7.4 Backups: aus „off-host" wird „off-SITE"
Zweites Laufwerk im selben Raum nützt wenig — Einbruch/Brand nimmt alles mit.
→ verschlüsselte Off-Site-Backups (age/GPG, Schlüssel getrennt) an einen
zweiten Ort. Deckt Vertraulichkeit und Disaster-Recovery (Totalverlust) ab.
7.5 Was zuhause schwieriger wird / auf dich übergeht
- Physische Sicherheit: abschließbarer Raum, gesperrter Bildschirm, Haushalts-/Gästevertrauen.
- Verfügbarkeit: kein redundanter Strom/Kühlung/Remote-Hands → USV (auch gegen DB-Korruption bei Stromausfall).
- Netzwerk-/Live-Kompromittierung kann GRÖSSER werden: Heim-LAN heterogen (IoT, schwache Segmentierung). Ist der Server internet-exponiert, kann ein gekapertes Gerät seitlich angreifen. Verschlüsselung hilft hier nicht → Netz-Härtung: möglichst nur per VPN/Tunnel, Reverse-Proxy, fail2ban, minimale Ports, SSO behalten, eigenes VLAN weg von IoT.
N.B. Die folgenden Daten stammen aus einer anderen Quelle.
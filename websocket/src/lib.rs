//!
//! [`tether-websocket`](self) provides the transport boundary of the tether
//! session client: one native WebSocket connection backed by tokio and
//! tungstenite.
//!
//! A [`client::WebSocket`] is opened with [`client::WebSocket::connect`] and
//! lives until either side closes it. Outgoing messages are queued on a
//! sender channel and written by a dedicated dispatcher task, which also
//! forwards every inbound text or binary message to a receiver channel.
//! When the socket terminates for any reason the receiver channel yields a
//! single [`client::Message::Close`].
//!

pub mod channel;
pub mod client;
//!
//! Table of in-flight calls keyed by request id.
//!

use crate::imports::*;
use std::sync::Weak;

/// Terminal outcome delivered to a waiting call.
#[derive(Debug, Clone, PartialEq)]
pub enum Outcome {
    Result(Value),
    Error(ServerError),
    ConnectionLost,
}

struct Pending {
    method: String,
    timestamp: Instant,
    sender: Sender<Outcome>,
}

/// Pending-call table. Every registered call receives exactly one
/// [`Outcome`]: a reply, or [`Outcome::ConnectionLost`] when the
/// connection drops first.
#[derive(Default)]
pub struct PendingCalls {
    map: Mutex<AHashMap<Id, Pending>>,
}

impl PendingCalls {
    pub fn new() -> Arc<Self> {
        Arc::new(Self::default())
    }

    fn locked(&self) -> MutexGuard<'_, AHashMap<Id, Pending>> {
        self.map.lock().unwrap_or_else(PoisonError::into_inner)
    }

    /// Creates a waiting slot for `id`.
    pub fn register(self: &Arc<Self>, id: Id, method: &str) -> Result<PendingCall> {
        let (sender, receiver) = oneshot();
        let mut map = self.locked();
        if map.contains_key(&id) {
            return Err(Error::DuplicateId(id));
        }
        map.insert(
            id,
            Pending {
                method: method.to_string(),
                timestamp: Instant::now(),
                sender,
            },
        );
        Ok(PendingCall {
            id,
            receiver,
            table: Arc::downgrade(self),
        })
    }

    /// Delivers `outcome` to the call waiting on `id` and removes it.
    /// Returns `false` if no such call is pending.
    pub fn resolve(&self, id: Id, outcome: Outcome) -> bool {
        let Some(pending) = self.locked().remove(&id) else {
            log_warn!("[RPC] Dropping reply for unknown request id {id}");
            return false;
        };
        log_trace!(
            "[RPC] `{}` (id {id}) completed in {:?}",
            pending.method,
            pending.timestamp.elapsed()
        );
        pending.sender.try_send(outcome).is_ok()
    }

    /// Removes the call without delivering anything.
    pub fn remove(&self, id: Id) -> bool {
        self.locked().remove(&id).is_some()
    }

    /// Fails every pending call with [`Outcome::ConnectionLost`] and
    /// empties the table. Returns the number of calls failed.
    pub fn fail_all(&self) -> usize {
        let drained = self.locked().drain().collect::<Vec<_>>();
        for (id, pending) in drained.iter() {
            log_debug!("[RPC] `{}` (id {id}) failed: connection lost", pending.method);
            pending.sender.try_send(Outcome::ConnectionLost).ok();
        }
        drained.len()
    }

    pub fn len(&self) -> usize {
        self.locked().len()
    }

    pub fn is_empty(&self) -> bool {
        self.locked().is_empty()
    }
}

/// Caller side of a registered call. Dropping it before an outcome
/// arrives unregisters the call, so a late reply is treated as unmatched.
pub struct PendingCall {
    id: Id,
    receiver: Receiver<Outcome>,
    table: Weak<PendingCalls>,
}

impl PendingCall {
    pub fn id(&self) -> Id {
        self.id
    }

    pub async fn wait(&self) -> Result<Value> {
        match self.receiver.recv().await {
            Ok(Outcome::Result(value)) => Ok(value),
            Ok(Outcome::Error(error)) => Err(Error::Rpc(error)),
            Ok(Outcome::ConnectionLost) | Err(_) => Err(Error::ConnectionLost),
        }
    }
}

impl Drop for PendingCall {
    fn drop(&mut self) {
        if let Some(table) = self.table.upgrade() {
            table.remove(self.id);
        }
    }
}

#[cfg(test)]
mod tests {
    use super::*;
    use serde_json::json;

    #[tokio::test]
    async fn resolve_delivers_to_matching_call() {
        let table = PendingCalls::new();
        let first = table.register(1, "core.get_version").unwrap();
        let second = table.register(2, "core.describe").unwrap();
        assert_eq!(table.len(), 2);

        assert!(table.resolve(2, Outcome::Error(ServerError::new(-1, "nope"))));
        assert!(table.resolve(1, Outcome::Result(json!("3.4.2"))));
        assert!(table.is_empty());

        assert_eq!(first.wait().await.unwrap(), json!("3.4.2"));
        assert!(matches!(second.wait().await, Err(Error::Rpc(err)) if err.code == -1));
    }

    #[tokio::test]
    async fn fail_all_fails_every_call_once() {
        let table = PendingCalls::new();
        let calls = (1..=3)
            .map(|id| table.register(id, "m").unwrap())
            .collect::<Vec<_>>();

        assert_eq!(table.fail_all(), 3);
        assert!(table.is_empty());
        assert_eq!(table.fail_all(), 0);

        for call in calls {
            assert!(matches!(call.wait().await, Err(Error::ConnectionLost)));
        }
    }

    #[test]
    fn unknown_and_duplicate_ids() {
        let table = PendingCalls::new();
        assert!(!table.resolve(9, Outcome::Result(Value::Null)));

        let _call = table.register(1, "m").unwrap();
        assert!(matches!(table.register(1, "m"), Err(Error::DuplicateId(1))));
        assert_eq!(table.len(), 1);
    }

    #[test]
    fn dropping_a_call_unregisters_it() {
        let table = PendingCalls::new();
        let call = table.register(5, "m").unwrap();
        assert_eq!(call.id(), 5);
        drop(call);
        assert!(table.is_empty());
        assert!(!table.resolve(5, Outcome::Result(Value::Null)));
    }
}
- Platten-Entsorgung wird durch FDE unkritisch.
7.6 Unverändert
- Whole-DB schlägt weiter Pro-User.
- Live-Kompromittierung bleibt der Fall, den Verschlüsselung nicht abdeckt — durch mögliche Heim-Internet-Exposition evtl. das dominante Restrisiko → Netz-Härtung mindestens so ernst nehmen wie Verschlüsselung.
8. Fazit
- Whole-DB-Verschlüsselung reicht; pro User lohnt sich nicht.
- vHost: Fokus auf (1) verschlüsselte Off-Host-Backups, (2) Live-DB (SQLCipher/Volume), (3) Schlüssel vom Datenträger trennen.
- Heim-Server (besser & einfacher): LUKS-FDE + TPM2 (optional +PIN) + verschlüsselte Off-Site-Backups + Netz-Härtung gegen Live-Angriffe + physische Sicherheit & USV. Der TPM löst zugleich Verschlüsselung und das Schlüssel-/Neustart-Dilemma.
Offene Entscheidung
Soll der Heim-Server internet-exponiert oder nur per VPN/Tunnel erreichbar sein? Davon hängt das Gewicht des Live-Kompromittierungs-Risikos ab — der einzige große Punkt, den Verschlüsselung nicht abdeckt.